L’IRIS oppose ses propres chiffres aux tenants du scénario catastrophe

En mai dernier, 200 employés œuvrant dans le Vieux-Port de Montréal, représentés par l’Alliance de la fonction publique du Canada, ont manifesté pour que leur salaire soit relevé à 15 $ l’heure.
Photo: Jacques Nadeau Le Devoir En mai dernier, 200 employés œuvrant dans le Vieux-Port de Montréal, représentés par l’Alliance de la fonction publique du Canada, ont manifesté pour que leur salaire soit relevé à 15 $ l’heure.

Une hausse immédiate du salaire minimum à 15 $ l’heure n’entraînerait pas des pertes d’emploi massives, comme le prédisent certains économistes, conclut une nouvelle étude de l’Institut de recherche et d’informations socio-économiques (IRIS) dont Le Devoir a obtenu copie.
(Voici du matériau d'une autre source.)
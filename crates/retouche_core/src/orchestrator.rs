//! Pass orchestration.
//!
//! A transformation runs its passes in a fixed order against one parse of
//! the script and one edit document:
//!
//! ```text
//! Guarded -> ComponentsPass -> PropsPass -> EmitsPass -> SetupPass
//!         -> WrapperRemoved -> ImportCleanup -> Done
//! ```
//!
//! Components go first so hoisted factories land right after the imports,
//! ahead of anything the later passes insert before the wrapper.

use std::fmt;
use std::str::FromStr;

use compact_str::CompactString;
use oxc_allocator::Allocator;
use oxc_parser::Parser;
use oxc_span::{SourceType, Span};

use crate::component::ComponentDescriptor;
use crate::document::ScriptDocument;
use crate::error::TransformError;
use crate::import_cleanup::remove_extraneous_import;
use crate::literals::MultilineLiterals;
use crate::options::TransformOptions;
use crate::passes::{self, Pass};

/// Orchestrator state.
#[derive(Debug, Clone, Copy, PartialEq, Eq)]
pub enum Stage {
    Guarded,
    ComponentsPass,
    PropsPass,
    EmitsPass,
    SetupPass,
    WrapperRemoved,
    ImportCleanup,
    Done,
}

const SCRIPT_SETUP_PASSES: &[(Stage, Pass)] = &[
    (Stage::ComponentsPass, passes::hoist_components),
    (Stage::PropsPass, passes::declare_props),
    (Stage::EmitsPass, passes::declare_emits),
    (Stage::SetupPass, passes::inline_setup),
];

const DEFINE_PROPS_PASSES: &[(Stage, Pass)] = &[(Stage::PropsPass, passes::declare_props)];

/// A registered transformation.
#[derive(Debug, Clone, Copy, PartialEq, Eq, Hash)]
pub enum Transformation {
    /// Options component to `<script setup>`
    ScriptSetup,
    /// Props only; the component definition stays in place
    DefineProps,
}

impl Transformation {
    pub const ALL: [Transformation; 2] = [Transformation::ScriptSetup, Transformation::DefineProps];

    pub fn name(self) -> &'static str {
        match self {
            Transformation::ScriptSetup => "script-setup",
            Transformation::DefineProps => "define-props",
        }
    }

    pub fn description(self) -> &'static str {
        match self {
            Transformation::ScriptSetup => {
                "Rewrite a defineComponent options object into <script setup>"
            }
            Transformation::DefineProps => {
                "Declare runtime props as a Props type and defineProps<Props>()"
            }
        }
    }

    fn passes(self) -> &'static [(Stage, Pass)] {
        match self {
            Transformation::ScriptSetup => SCRIPT_SETUP_PASSES,
            Transformation::DefineProps => DEFINE_PROPS_PASSES,
        }
    }

    /// Whether the component definition is removed after the passes.
    fn removes_wrapper(self) -> bool {
        matches!(self, Transformation::ScriptSetup)
    }
}

impl fmt::Display for Transformation {
    fn fmt(&self, f: &mut fmt::Formatter<'_>) -> fmt::Result {
        f.write_str(self.name())
    }
}

impl FromStr for Transformation {
    type Err = String;

    fn from_str(s: &str) -> Result<Self, Self::Err> {
        Transformation::ALL
            .into_iter()
            .find(|t| t.name() == s)
            .ok_or_else(|| format!("unknown transformation `{s}`"))
    }
}

/// Result of running a transformation over a script.
#[derive(Debug, Clone, Default, PartialEq, Eq)]
pub struct ScriptOutcome {
    pub code: String,
    pub changed: bool,
    /// The output contains TypeScript-only syntax
    pub uses_typescript: bool,
    /// Component options discarded with the wrapper
    pub dropped_options: Vec<CompactString>,
}

impl ScriptOutcome {
    fn unchanged(script: &str) -> Self {
        Self {
            code: script.to_string(),
            ..Default::default()
        }
    }
}

/// Run `transformation` over a script.
///
/// A script without a component definition comes back unchanged. Only a
/// script that fails to parse is an error.
pub fn run(
    transformation: Transformation,
    script: &str,
    source_type: SourceType,
    options: &TransformOptions,
) -> Result<ScriptOutcome, TransformError> {
    let allocator = Allocator::default();
    let ret = Parser::new(&allocator, script, source_type).parse();
    if let Some(error) = ret.errors.first() {
        return Err(TransformError::ScriptParse {
            message: error.to_string(),
        });
    }
    let program = &ret.program;

    let mut stage = Stage::Guarded;
    let Some(descriptor) = ComponentDescriptor::locate(program) else {
        tracing::trace!(?stage, "no component definition");
        return Ok(ScriptOutcome::unchanged(script));
    };

    let mut doc = ScriptDocument::new(script);
    let mut uses_typescript = false;
    for &(next, pass) in transformation.passes() {
        advance(&mut stage, next);
        let produced = pass(program, &mut doc, options);
        if produced && next == Stage::PropsPass {
            uses_typescript = passes::emits_typed_props(program, options);
        }
        tracing::debug!(?stage, produced, "pass finished");
    }

    let mut dropped_options = Vec::new();
    if transformation.removes_wrapper() {
        advance(&mut stage, Stage::WrapperRemoved);
        dropped_options = descriptor.unhandled_options();
        if !dropped_options.is_empty() {
            tracing::warn!(options = ?dropped_options, "component options dropped with the definition");
        }
        doc.remove(wrapper_line(script, descriptor.wrapper));
    }

    if !doc.is_modified() {
        advance(&mut stage, Stage::Done);
        return Ok(ScriptOutcome::unchanged(script));
    }

    // Typed declarations may now sit in a script that was plain JavaScript
    let output_type = if uses_typescript {
        source_type.with_typescript(true)
    } else {
        source_type
    };
    let mut code = doc.render();
    if transformation.removes_wrapper() {
        advance(&mut stage, Stage::ImportCleanup);
        for binding in &options.cleanup_bindings {
            if let Some(cleaned) = remove_extraneous_import(&code, output_type, binding) {
                code = cleaned;
            }
        }
    }

    advance(&mut stage, Stage::Done);
    Ok(ScriptOutcome {
        code: tidy(&code, output_type, line_ending(script)),
        changed: true,
        uses_typescript,
        dropped_options,
    })
}

fn advance(stage: &mut Stage, next: Stage) {
    tracing::trace!(from = ?*stage, to = ?next, "stage");
    *stage = next;
}

/// The wrapper statement plus the line break right after it.
fn wrapper_line(script: &str, wrapper: Span) -> Span {
    let rest = &script[wrapper.end as usize..];
    let line_break = if rest.starts_with("\r\n") {
        2
    } else if rest.starts_with('\n') {
        1
    } else {
        0
    };
    Span::new(wrapper.start, wrapper.end + line_break)
}

fn line_ending(script: &str) -> &'static str {
    if script.contains("\r\n") {
        "\r\n"
    } else {
        "\n"
    }
}

/// Collapse runs of blank lines and end with a single line break.
///
/// Lines are re-terminated with `line_ending`, except inside multi-line
/// literals, which are copied as they are. Code that does not parse is
/// returned untouched.
fn tidy(code: &str, source_type: SourceType, line_ending: &str) -> String {
    let allocator = Allocator::default();
    let ret = Parser::new(&allocator, code, source_type).parse();
    if !ret.errors.is_empty() {
        tracing::debug!("tidy skipped: output does not parse");
        return code.to_string();
    }
    let literals = MultilineLiterals::collect(&ret.program, code);

    let mut out = String::with_capacity(code.len() + line_ending.len());
    let mut previous_blank = false;
    let mut offset = 0u32;
    for line in code.split_inclusive('\n') {
        let start = offset;
        offset += line.len() as u32;
        let content = line.trim_end_matches(['\r', '\n']);

        // The line starts or ends inside a literal
        if literals.covers(start) || (line.ends_with('\n') && literals.covers(offset - 1)) {
            out.push_str(line);
            previous_blank = false;
            continue;
        }

        let blank = content.trim().is_empty();
        if blank && previous_blank {
            continue;
        }
        if !blank {
            out.push_str(content);
        }
        out.push_str(line_ending);
        previous_blank = blank;
    }

    let doubled = line_ending.repeat(2);
    while out.ends_with(&doubled) {
        out.truncate(out.len() - line_ending.len());
    }
    if out.is_empty() {
        out.push_str(line_ending);
    }
    out
}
L’IRIS dévoilera ce jeudi un rapport qui promet d’alimenter le débat en cours au sujet du salaire minimum à 15 $ l’heure. « En utilisant les méthodes statistiques réputées les plus rigoureuses à ce jour, la présente étude démontre que les effets pervers des fortes hausses du salaire minimum sont bien souvent minimes par rapport à leurs effets bénéfiques, tant au Québec qu’au Canada », indique d’entrée de jeu l’étude réalisée par les chercheurs Mathieu Dufour et Raphaël Langevin.

Le rapport réfute notamment les conclusions de l’économiste Pierre Fortin, qui a récemment déclaré à RDI économie qu’une hausse immédiate du salaire minimum aurait l’effet d’une « bombe atomique » sur le Québec, avec la perte de 100 000 emplois.

Le réputé professeur estime que chaque augmentation d’un point de pourcentage du ratio entre le salaire minimum et le salaire moyen au-dessus du taux actuel de 47 % se traduirait par la perte de 8000 emplois.

L’IRIS évalue qu’en haussant le salaire minimum à 15 $ l’heure, ce ratio oscillerait entre 50 % et 60 %, puisque le salaire moyen augmenterait du même coup. Les pertes d’emploi varieraient alors entre 6000 et 20 000, calcule-t-on.

En bref, les auteurs font valoir que l’impact de la hausse du ratio salaire minimum-salaire moyen n’est pas le même pour chaque point de pourcentage ajouté. « Ça veut dire que le passage d’un ratio de 59 % à 60 % a un beaucoup moins grand impact sur l’emploi qu’un passage de 48 % à 49 %, par exemple », explique Mathieu Dufour.

Les auteurs concluent que les emplois à risque sont surtout occupés par des jeunes sans diplôme et des femmes détenant un diplôme d’études secondaires (DES). Ils proposent donc de mettre en place des « politiques ciblées » pour soutenir ces deux groupes.

Fermetures limitées

Le rapport s’attaque également à l’argument voulant que les PME encaisseraient durement une hausse soudaine de 40 % du salaire minimum. On n’assisterait pas à la catastrophe annoncée, explique-t-on, en soulignant que la hausse récente de 13 % du salaire minimum réel entre 2008 et 2010 n’a pas eu d’impact sur le taux de fermeture des PME québécoises.

Une hausse du salaire à 15 $ l’heure constituerait une augmentation beaucoup plus importante, convient M. Dufour, mais la comparaison demeure pertinente, juge-t-il.

Et même si certaines PME seraient contraintes de fermer, ce ne serait pas nécessairement une mauvaise chose, poursuit le rapport. « Si les conditions d’exploitation d’une entreprise impliquent de payer un bas taux de salaire, qui doit ensuite être subventionné collectivement via des transferts sociaux, on peut se questionner sur l’intérêt qu’elle soit en opération », écrit-on.

Avec une hausse du salaire minimum à 15 $ l’heure, ajoute M. Dufour, « on se retrouve non pas avec un secteur des PME qui est plombé et qui n’est pas capable de s’adapter, mais plutôt avec un secteur redynamisé. Parce que d’une part, la hausse salariale donne de l’argent à des gens qui le consomment dans son entièreté, et d’autre part, parce que la mesure favorise les entreprises les plus dynamiques et les plus productives. »

L’IRIS soutient en somme qu’une hausse immédiate à 15 $ l’heure serait viable, mais qu’une augmentation échelonnée sur quelques années aurait l’avantage d’atténuer les impacts négatifs.